Quatre listes en présence
Également historique dans la vie politique de l’île, la constitution pour cette élection d’une pluralité de listes : quatre, de 22 personnes chacune, qui sont par ordre de dépôt en sous-préfecture « St-Barth d’Abord » menée par Bruno Magras, « Ensemble pour St-Barthélemy » conduite par Benoît Chauvin, « Tous unis pour St-Barthélemy » avec pour tête de liste l’avocate Karine Miot et « Action-Equilibre-Transparence » guidée par Maxime Desouches, ancien conseiller municipal d’opposition.
Les têtes de liste
Bruno Magras, membre de l’UMP, s’appuie sur ses douze ans d’expérience en qualité de maire pour continuer à mener la politique qu’il a mis en place. Dans sa liste des conseillers municipaux de l’équipe sortante et des nouveaux venus, hommes et femmes de la société civile qui ont envie de s’initier à la politique. Benoît Chauvin est un polytechnicien de 35 ans et un jeune père de famille qui a choisi de vivre à St-Barth avec une fille de l’île. Déjà engagé à titre personnel sur les problèmes liés à l’environnement (il a créé l’association St-Barth Environnement) et sur le plan politique (candidat du MoDem aux législatives, il est membre de Cap 21, parti politique de Corinne Lepage), sa liste regroupe des personnes de tous âges et de tous horizons professionnels, St-Barths et résidents d’adoption engagés depuis de nombreuses années dans la vie publique del’île.

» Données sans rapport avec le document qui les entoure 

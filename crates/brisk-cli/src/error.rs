//! Error handling for the Brisk CLI.
//!
//! Provides structured errors with:
//! - User-friendly messages
//! - Actionable suggestions
//! - Exit code mapping

use std::error::Error;
use std::path::PathBuf;

use owo_colors::OwoColorize;
use thiserror::Error;

use brisk_core::error::{BootstrapError, ConfigError, RenderError};

// Re-export so callers only need `use crate::error::*`.
pub use brisk_core::error::ErrorCategory as CoreCategory;

/// Result type alias for CLI operations.
pub type CliResult<T> = Result<T, CliError>;

/// CLI error types.
#[derive(Debug, Error)]
pub enum CliError {
    /// Invalid user input (validation failed).
    #[error("Invalid input: {message}")]
    InvalidInput {
        message: String,
        #[source]
        source: Option<Box<dyn std::error::Error + Send + Sync>>,
    },

    /// A JSON payload file could not be parsed.
    #[error("Invalid JSON in {path}")]
    InvalidPayload {
        path: PathBuf,
        #[source]
        source: serde_json::Error,
    },

    /// Bootstrap aborted.
    #[error("Bootstrap failed: {0}")]
    Bootstrap(#[from] BootstrapError),

    /// Rendering a page failed.
    #[error("Render failed: {0}")]
    Render(#[from] RenderError),

    /// The env file could not be exported.
    #[error("Configuration error: {0}")]
    Config(#[from] ConfigError),

    // ── System errors ──────────────────────────────────────────────────────
    /// An I/O operation failed.
    #[error("I/O error: {message}")]
    IoError {
        message: String,
        #[source]
        source: std::io::Error,
    },

    /// The HTTP server could not start or stopped unexpectedly.
    #[error("Server error: {message}")]
    Server {
        message: String,
        #[source]
        source: std::io::Error,
    },
}

impl From<std::io::Error> for CliError {
    fn from(err: std::io::Error) -> Self {
        CliError::IoError {
            message: err.to_string(),
            source: err,
        }
    }
}

impl CliError {
    /// Get user-actionable suggestions for fixing this error.
    pub fn suggestions(&self) -> Vec<String> {
        match self {
            Self::InvalidInput { message, .. } => vec![
                format!("Check your input: {}", message),
                "Use --help for usage information".into(),
            ],

            Self::InvalidPayload { path, source } => vec![
                format!(
                    "{} line {}, column {}: {}",
                    path.display(),
                    source.line(),
                    source.column(),
                    source
                ),
                "Payload files must contain a single JSON value".into(),
            ],

            Self::Bootstrap(err) => err.suggestions(),
            Self::Render(err) => err.suggestions(),
            Self::Config(err) => err.suggestions(),

            Self::IoError { message, .. } => vec![
                format!("I/O operation failed: {}", message),
                "Check file permissions".into(),
                "Ensure the parent directory exists".into(),
            ],

            Self::Server { source, .. } => match source.kind() {
                std::io::ErrorKind::AddrInUse => vec![
                    "Another process is listening on that port".into(),
                    "Pick another port with --port or PORT in .env".into(),
                ],
                std::io::ErrorKind::PermissionDenied => {
                    vec!["Ports below 1024 usually need elevated privileges".into()]
                }
                _ => vec!["Check the server log above for details".into()],
            },
        }
    }

    /// Get the error category for styling and exit codes.
    pub fn category(&self) -> ErrorCategory {
        match self {
            Self::InvalidInput { .. } | Self::InvalidPayload { .. } => ErrorCategory::UserError,
            Self::Bootstrap(err) => err.category().into(),
            Self::Render(err) => err.category().into(),
            Self::Config(_) => ErrorCategory::Configuration,
            Self::IoError { .. } | Self::Server { .. } => ErrorCategory::Internal,
        }
    }

    /// Exit code to pass to the OS.
    ///
    /// | Category      | Code |
    /// |---------------|------|
    /// | User error    |  2   |
    /// | Not found     |  3   |
    /// | Configuration |  4   |
    /// | Internal      |  1   |
    pub fn exit_code(&self) -> u8 {
        match self.category() {
            ErrorCategory::UserError => 2,
            ErrorCategory::NotFound => 3,
            ErrorCategory::Configuration => 4,
            ErrorCategory::Internal => 1,
        }
    }

    /// Format the error for display with colors and suggestions.
    pub fn format_colored(&self, verbose: bool) -> String {
        let mut output = String::new();

        output.push_str(&format!(
            "\n{} {}\n\n",
            "✗".red().bold(),
            "Error:".red().bold()
        ));

        output.push_str(&format!("  {}\n", self.to_string().red()));

        if verbose {
            let mut source = self.source();
            while let Some(err) = source {
                output.push_str(&format!(
                    "\n  {} {}\n",
                    "→".dimmed(),
                    err.to_string().dimmed()
                ));
                source = err.source();
            }
        }

        let suggestions = self.suggestions();
        if !suggestions.is_empty() {
            output.push_str(&format!("\n{}\n", "Suggestions:".yellow().bold()));
            for suggestion in suggestions {
                output.push_str(&format!("  {}\n", suggestion));
            }
        }

        if !verbose {
            output.push('\n');
            output.push_str(&format!(
                "{} {}\n",
                "\u{2139}".blue(), // ℹ
                "Use -v / --verbose for more details.".dimmed(),
            ));
        }

        output
    }

    /// Plain-text version of [`Self::format_colored`], without ANSI codes.
    pub fn format_plain(&self, verbose: bool) -> String {
        let mut out = String::new();
        out.push_str(&format!("\nError: {}\n", self));

        if verbose {
            let mut src = self.source();
            while let Some(err) = src {
                out.push_str(&format!("  Caused by: {err}\n"));
                src = err.source();
            }
        }

        let suggestions = self.suggestions();
        if !suggestions.is_empty() {
            out.push_str("\nSuggestions:\n");
            for s in &suggestions {
                out.push_str(&format!("  {s}\n"));
            }
        }

        if !verbose {
            out.push_str("\nUse -v / --verbose for more details.\n");
        }

        out
    }

    /// Log the error using tracing.
    pub fn log(&self) {
        match self.category() {
            ErrorCategory::UserError => tracing::warn!("User error: {}", self),
            ErrorCategory::NotFound => tracing::warn!("Not found: {}", self),
            ErrorCategory::Configuration => tracing::error!("Configuration error: {}", self),
            ErrorCategory::Internal => tracing::error!("Internal error: {}", self),
        }

        if let Some(source) = self.source() {
            tracing::debug!("Caused by: {}", source);
        }
    }
}

/// Error categories for classification.
#[derive(Debug, Clone, Copy, PartialEq, Eq)]
pub enum ErrorCategory {
    /// User input error (validation, invalid arguments).
    UserError,
    /// Resource not found.
    NotFound,
    /// Configuration error.
    Configuration,
    /// Internal/system error.
    Internal,
}

impl From<CoreCategory> for ErrorCategory {
    fn from(category: CoreCategory) -> Self {
        match category {
            CoreCategory::Validation => Self::UserError,
            CoreCategory::NotFound => Self::NotFound,
            CoreCategory::Configuration => Self::Configuration,
            CoreCategory::Internal => Self::Internal,
        }
    }
}

// ── IntoCli trait ─────────────────────────────────────────────────────────────

/// Extension trait to convert I/O errors into [`CliError`] at call-sites with
/// a descriptive context message.
pub trait IntoCli<T> {
    /// Convert to `CliResult` attaching a human-readable context message.
    fn with_cli_context<F, S>(self, f: F) -> CliResult<T>
    where
        F: FnOnce() -> S,
        S: Into<String>;
}

impl<T> IntoCli<T> for Result<T, std::io::Error> {
    fn with_cli_context<F, S>(self, f: F) -> CliResult<T>
    where
        F: FnOnce() -> S,
        S: Into<String>,
    {
        self.map_err(|e| CliError::IoError {
            message: f().into(),
            source: e,
        })
    }
}
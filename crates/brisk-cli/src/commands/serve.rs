//! Implementation of the `brisk serve` command.

use std::net::SocketAddr;

use axum::Router;
use tokio::net::TcpListener;
use tracing::{info, instrument, warn};

use brisk_adapters::env::export_env_file;
use brisk_core::domain::ENV_FILE;

use crate::{
    app::{Application, routes},
    cli::ServeArgs,
    error::{CliError, CliResult, IntoCli},
    output::OutputManager,
};

/// Port used when neither `--port` nor `PORT` is set.
pub const DEFAULT_PORT: u16 = 4000;

/// Bootstrap `--root`, attach the demo routes and serve until Ctrl-C.
#[instrument(skip_all, fields(root = %args.root.display()))]
pub fn execute(args: ServeArgs, output: &OutputManager) -> CliResult<()> {
    if args.export_env {
        let env_file = args.root.join(ENV_FILE);
        if env_file.is_file() {
            export_env_file(&env_file)?;
        }
    }

    let framework = brisk_adapters::initialize(&args.root, routes::attach)?;
    let port = resolve_port(args.port, framework.config().port())?;
    let app = Application::new(framework);
    let addr = SocketAddr::from(([0, 0, 0, 0], port));

    app.loggers()
        .info
        .log(format_args!("Starting {} on port {port}", app.config().app_name()));
    output.success(&format!("Serving on http://localhost:{port} (Ctrl-C to stop)"))?;

    let runtime = tokio::runtime::Builder::new_multi_thread()
        .enable_all()
        .build()
        .with_cli_context(|| "failed to start the async runtime")?;

    runtime.block_on(serve(app.into_router(), addr))?;
    output.info("Server stopped")?;
    Ok(())
}

/// `--port` wins; otherwise `PORT` from config, defaulting to 4000 when empty.
pub fn resolve_port(flag: Option<u16>, configured: &str) -> CliResult<u16> {
    if let Some(port) = flag {
        return Ok(port);
    }
    let configured = configured.trim();
    if configured.is_empty() {
        return Ok(DEFAULT_PORT);
    }
    configured.parse().map_err(|e| CliError::InvalidInput {
        message: format!("PORT must be a port number, got '{configured}'"),
        source: Some(Box::new(e)),
    })
}

async fn serve(router: Router, addr: SocketAddr) -> CliResult<()> {
    let listener = TcpListener::bind(addr)
        .await
        .map_err(|source| CliError::Server {
            message: format!("failed to bind {addr}"),
            source,
        })?;
    info!(%addr, "Listening");

    axum::serve(listener, router)
        .with_graceful_shutdown(shutdown_signal())
        .await
        .map_err(|source| CliError::Server {
            message: "server stopped unexpectedly".into(),
            source,
        })
}

async fn shutdown_signal() {
    match tokio::signal::ctrl_c().await {
        Ok(()) => info!("Shutdown signal received"),
        Err(e) => {
            warn!("Failed to listen for Ctrl-C: {e}");
            std::future::pending::<()>().await;
        }
    }
}

#[cfg(test)]
mod tests {
    use super::*;

    #[test]
    fn flag_overrides_config() {
        assert_eq!(resolve_port(Some(8080), "9000").unwrap(), 8080);
    }

    #[test]
    fn configured_port_is_used() {
        assert_eq!(resolve_port(None, " 9000 ").unwrap(), 9000);
    }

    #[test]
    fn empty_port_defaults() {
        assert_eq!(resolve_port(None, "").unwrap(), DEFAULT_PORT);
    }

    #[test]
    fn invalid_port_is_user_error() {
        let err = resolve_port(None, "http").unwrap_err();
        assert_eq!(err.exit_code(), 2);
        let err = resolve_port(None, "70000").unwrap_err();
        assert!(matches!(err, CliError::InvalidInput { .. }));
    }
}
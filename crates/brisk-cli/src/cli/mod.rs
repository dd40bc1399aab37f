//! CLI argument definitions using the clap derive API.
//!
//! This module is the *only* place that knows about argument names, aliases,
//! help text, and value enums.  No business logic lives here.

use std::path::PathBuf;

use brisk_adapters::logging::SinkStream;
use clap::{Args, Parser, Subcommand, ValueEnum};

pub mod global;
pub use global::GlobalArgs;

// ── Top-level CLI ─────────────────────────────────────────────────────────────

/// Main CLI entry-point.
#[derive(Debug, Parser)]
#[command(
    name    = "brisk",
    bin_name = "brisk",
    version  = env!("CARGO_PKG_VERSION"),
    author   = env!("CARGO_PKG_AUTHORS"),
    about    = "Minimal application framework",
    long_about = "Brisk bootstraps a project directory (standard layout, .env \
                  configuration, log sinks) and renders pages with a \
                  pluggable template engine.",
    after_help = "EXAMPLES:\n\
        \x20 brisk new my-site\n\
        \x20 brisk render home --root my-site\n\
        \x20 brisk serve --root my-site --port 4000\n\
        \x20 brisk completions bash > /usr/share/bash-completion/completions/brisk",
    arg_required_else_help = true,
    subcommand_required    = true,
)]
pub struct Cli {
    /// Flags available on every subcommand.
    #[command(flatten)]
    pub global: GlobalArgs,

    /// Subcommand to execute.
    #[command(subcommand)]
    pub command: Commands,
}

impl Cli {
    /// Stream for the application log sinks. `render` keeps stdout for the
    /// page body.
    pub fn sink_stream(&self) -> SinkStream {
        match self.command {
            Commands::Render(_) => SinkStream::Stderr,
            _ => SinkStream::Stdout,
        }
    }
}

// ── Subcommands ───────────────────────────────────────────────────────────────

/// All available subcommands.
#[derive(Debug, Subcommand)]
pub enum Commands {
    /// Bootstrap a project skeleton.
    #[command(
        visible_alias = "n",
        about = "Bootstrap a new project",
        after_help = "EXAMPLES:\n\
            \x20 brisk new my-site\n\
            \x20 brisk new ../sites/blog --renderer jet"
    )]
    New(NewArgs),

    /// Render a page to stdout.
    #[command(
        visible_alias = "r",
        about = "Render a page to stdout",
        long_about = "Render a page to stdout. Application log lines go to stderr \
            so stdout carries only the page body.",
        after_help = "EXAMPLES:\n\
            \x20 brisk render home\n\
            \x20 brisk render testjet --root my-site --vars vars.json\n\
            \x20 brisk render about --data data.json -o about.html"
    )]
    Render(RenderArgs),

    /// Serve the demo application over HTTP.
    #[command(
        about = "Serve the application over HTTP",
        after_help = "EXAMPLES:\n\
            \x20 brisk serve\n\
            \x20 brisk serve --root my-site --port 8080"
    )]
    Serve(ServeArgs),

    /// Generate shell completion scripts.
    #[command(
        about = "Generate shell completions",
        after_help = "EXAMPLES:\n\
            \x20 brisk completions bash > ~/.local/share/bash-completion/completions/brisk\n\
            \x20 brisk completions zsh  > ~/.zfunc/_brisk\n\
            \x20 brisk completions fish > ~/.config/fish/completions/brisk.fish"
    )]
    Completions(CompletionsArgs),
}

// ── new ───────────────────────────────────────────────────────────────────────

/// Arguments for `brisk new`.
#[derive(Debug, Args)]
pub struct NewArgs {
    /// Project directory. Created if missing; an existing project is left
    /// intact.
    #[arg(value_name = "PATH", help = "Project directory")]
    pub path: PathBuf,

    /// Seed `RENDERER` in a freshly created `.env`.
    #[arg(
        long = "renderer",
        value_name = "ENGINE",
        value_enum,
        help = "Template engine to configure in a new .env"
    )]
    pub renderer: Option<EngineChoice>,
}

/// Engines selectable from the command line.
#[derive(Debug, Clone, Copy, PartialEq, Eq, ValueEnum)]
pub enum EngineChoice {
    /// Native templates (`views/<page>.page.tmpl`).
    Go,
    /// Extended templates (`views/<page>.jet`).
    Jet,
}

impl EngineChoice {
    /// Value written to `RENDERER`.
    pub fn as_str(self) -> &'static str {
        match self {
            Self::Go => "go",
            Self::Jet => "jet",
        }
    }
}

// ── render ────────────────────────────────────────────────────────────────────

/// Arguments for `brisk render`.
#[derive(Debug, Args)]
pub struct RenderArgs {
    /// Page name, without extension.
    #[arg(value_name = "PAGE", help = "Page to render")]
    pub page: String,

    /// Project root.
    #[arg(
        long = "root",
        value_name = "DIR",
        default_value = ".",
        env = "BRISK_ROOT",
        help = "Project root directory"
    )]
    pub root: PathBuf,

    /// JSON file holding the template variables (an object).
    #[arg(long = "vars", value_name = "FILE", help = "Variables JSON file")]
    pub vars: Option<PathBuf>,

    /// JSON file holding the template data.
    #[arg(long = "data", value_name = "FILE", help = "Template data JSON file")]
    pub data: Option<PathBuf>,

    /// Write the page here instead of stdout.
    #[arg(
        short = 'o',
        long = "output",
        value_name = "FILE",
        help = "Write the rendered page to FILE"
    )]
    pub output: Option<PathBuf>,
}

// ── serve ─────────────────────────────────────────────────────────────────────

/// Arguments for `brisk serve`.
#[derive(Debug, Args)]
pub struct ServeArgs {
    /// Project root.
    #[arg(
        long = "root",
        value_name = "DIR",
        default_value = ".",
        env = "BRISK_ROOT",
        help = "Project root directory"
    )]
    pub root: PathBuf,

    /// Listen port; overrides `PORT` from the environment and `.env`.
    #[arg(short = 'p', long = "port", value_name = "PORT", help = "Port to listen on")]
    pub port: Option<u16>,

    /// Export `.env` entries into the process environment before bootstrap.
    #[arg(long = "export-env", help = "Export .env into the process environment")]
    pub export_env: bool,
}

// ── completions ───────────────────────────────────────────────────────────────

/// Arguments for `brisk completions`.
#[derive(Debug, Args)]
pub struct CompletionsArgs {
    /// Target shell.
    #[arg(value_enum, help = "Shell to generate completions for")]
    pub shell: Shell,
}

/// Supported shells for completion generation.
#[derive(Debug, Clone, Copy, ValueEnum)]
pub enum Shell {
    Bash,
    Zsh,
    Fish,
    PowerShell,
    Elvish,
}

// ── tests ─────────────────────────────────────────────────────────────────────

#[cfg(test)]
mod tests {
    use super::*;
    use clap::Parser;

    #[test]
    fn parse_new_command() {
        let cli = Cli::parse_from(["brisk", "new", "my-site", "--renderer", "jet"]);
        match cli.command {
            Commands::New(args) => {
                assert_eq!(args.path, PathBuf::from("my-site"));
                assert_eq!(args.renderer, Some(EngineChoice::Jet));
            }
            other => panic!("expected New command, got {other:?}"),
        }
    }

    #[test]
    fn render_defaults_to_current_directory() {
        let cli = Cli::try_parse_from(["brisk", "render", "home"]).unwrap();
        match cli.command {
            Commands::Render(args) => {
                assert_eq!(args.page, "home");
                assert!(args.vars.is_none());
                assert!(args.data.is_none());
            }
            other => panic!("expected Render command, got {other:?}"),
        }
    }

    #[test]
    fn only_render_moves_sinks_to_stderr() {
        let render = Cli::try_parse_from(["brisk", "render", "home"]).unwrap();
        assert_eq!(render.sink_stream(), SinkStream::Stderr);

        let serve = Cli::try_parse_from(["brisk", "serve"]).unwrap();
        assert_eq!(serve.sink_stream(), SinkStream::Stdout);
    }

    #[test]
    fn serve_port_must_be_numeric() {
        assert!(Cli::try_parse_from(["brisk", "serve", "--port", "http"]).is_err());
        let cli = Cli::try_parse_from(["brisk", "serve", "-p", "8080"]).unwrap();
        assert!(matches!(cli.command, Commands::Serve(ServeArgs { port: Some(8080), .. })));
    }

    #[test]
    fn quiet_and_verbose_conflict() {
        let result = Cli::try_parse_from(["brisk", "--quiet", "--verbose", "render", "home"]);
        assert!(result.is_err());
    }

    #[test]
    fn engine_choice_values() {
        assert_eq!(EngineChoice::Go.as_str(), "go");
        assert_eq!(EngineChoice::Jet.as_str(), "jet");
    }
}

Les listes menées par Karine Miot, avocate et Maxime Desouches, tous les deux sans étiquette politique, mélangent elles aussi locaux et métropolitains. Tous en espérant bien être élus au conseil territorial, ils ne remettent pas à cause la prédominance de Bruno Magras.
La campagne électorale
Bien que différents, les programmes ont tous des points communs : la volonté de maîtriser l’urbanisme, de trouver des solutions au problème de logement, de préserver l’environnement, de signer une convention fiscale ou de construire une véritable salle de spectacle. Certains abordent des thèmes que d’autres n’évoquent pas tels les problèmes liés à l’éducation (scolarisation des adolescents après la troisième, nécessité de créer des crèches) ou proposent des solutions concrètes. Depuis une dizaine de jours, la campagne électorale bat son plein. Chaque groupe organise des rencontres dans les quartiers pour se présenter et expliquer son programme. Un débat sur les ondes de radio St-Barth samedi 23 juin a permis d’entendre les quatre têtes de listes répondre aux questions des journalistes. Les candidats ont également participé à une émission diffusée sur la chaîne RFO mercredi 27 juin. Le lendemain, ils ont été interviewé sur les ondes de RFO radio, une émission rediffusée en direct sur radio St-Barth. Enfin vendredi 29 juin, dernier jour de campagne, radio St-Barth leur a donné 10 minutes de temps de parole à chacun à partir de 12h30.
Élection : mode d’emploi
L’élection s’effectuera à la prime majoritaire d’un tiers des sièges. La liste électorale compte à ce jour 4759 électeurs. Pour être élue au premier tour et obtenir les 7 sièges de la prime majoritaire, la liste arrivée en tête doit recueillir la majorité absolue des suffrages exprimés, les 12 sièges restants étant répartis à la proportionnelle entre les quatre listes. Dimanche, le scrutin sera ouvert à 8h et clos à 18h. En cas de deuxième tour, le dépôt des listes s’effectuera en sous-préfecture du lundi 2 juillet au mardi 3 à 18h et l’élection se déroulera le dimanche 8 juillet.